Work required
Lines with the string "crate" are to be identified in the listing and copied.

Input

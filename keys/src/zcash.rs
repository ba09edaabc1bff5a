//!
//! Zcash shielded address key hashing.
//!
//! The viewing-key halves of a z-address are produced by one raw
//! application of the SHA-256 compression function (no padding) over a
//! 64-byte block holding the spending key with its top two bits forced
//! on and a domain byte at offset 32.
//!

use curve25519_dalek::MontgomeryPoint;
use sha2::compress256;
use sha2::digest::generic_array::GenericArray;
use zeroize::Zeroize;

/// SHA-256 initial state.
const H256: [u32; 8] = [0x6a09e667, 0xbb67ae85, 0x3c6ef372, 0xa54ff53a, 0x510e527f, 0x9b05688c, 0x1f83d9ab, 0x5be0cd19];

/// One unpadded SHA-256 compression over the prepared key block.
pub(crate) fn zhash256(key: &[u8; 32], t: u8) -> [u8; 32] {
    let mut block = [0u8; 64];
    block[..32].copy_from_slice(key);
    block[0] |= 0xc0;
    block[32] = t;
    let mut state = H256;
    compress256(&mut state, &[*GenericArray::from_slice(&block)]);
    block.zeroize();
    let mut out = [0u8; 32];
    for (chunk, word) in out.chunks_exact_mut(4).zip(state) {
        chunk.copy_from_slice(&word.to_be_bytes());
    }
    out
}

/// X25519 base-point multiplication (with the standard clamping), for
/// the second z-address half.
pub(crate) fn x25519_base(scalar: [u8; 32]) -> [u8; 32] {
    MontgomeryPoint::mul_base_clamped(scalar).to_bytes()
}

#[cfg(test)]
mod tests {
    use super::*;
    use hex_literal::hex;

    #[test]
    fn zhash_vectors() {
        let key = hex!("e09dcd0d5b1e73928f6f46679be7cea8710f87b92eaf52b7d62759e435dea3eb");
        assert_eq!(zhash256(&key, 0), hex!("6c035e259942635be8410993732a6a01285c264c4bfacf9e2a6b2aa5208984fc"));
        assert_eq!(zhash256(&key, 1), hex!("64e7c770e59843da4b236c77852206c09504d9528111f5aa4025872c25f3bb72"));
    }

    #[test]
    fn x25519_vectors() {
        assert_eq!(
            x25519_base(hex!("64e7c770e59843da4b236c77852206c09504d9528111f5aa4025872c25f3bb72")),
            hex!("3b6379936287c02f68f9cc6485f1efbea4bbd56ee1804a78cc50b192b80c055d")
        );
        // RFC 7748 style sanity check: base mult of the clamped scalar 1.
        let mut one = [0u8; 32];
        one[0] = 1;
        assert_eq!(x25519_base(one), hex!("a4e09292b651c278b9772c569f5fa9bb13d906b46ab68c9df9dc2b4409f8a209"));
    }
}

Solution to this problem
pub(crate) fn zhash256(key: &[u8; 32], t: u8) -> [u8; 32] {
pub(crate) fn x25519_base(scalar: [u8; 32]) -> [u8; 32] {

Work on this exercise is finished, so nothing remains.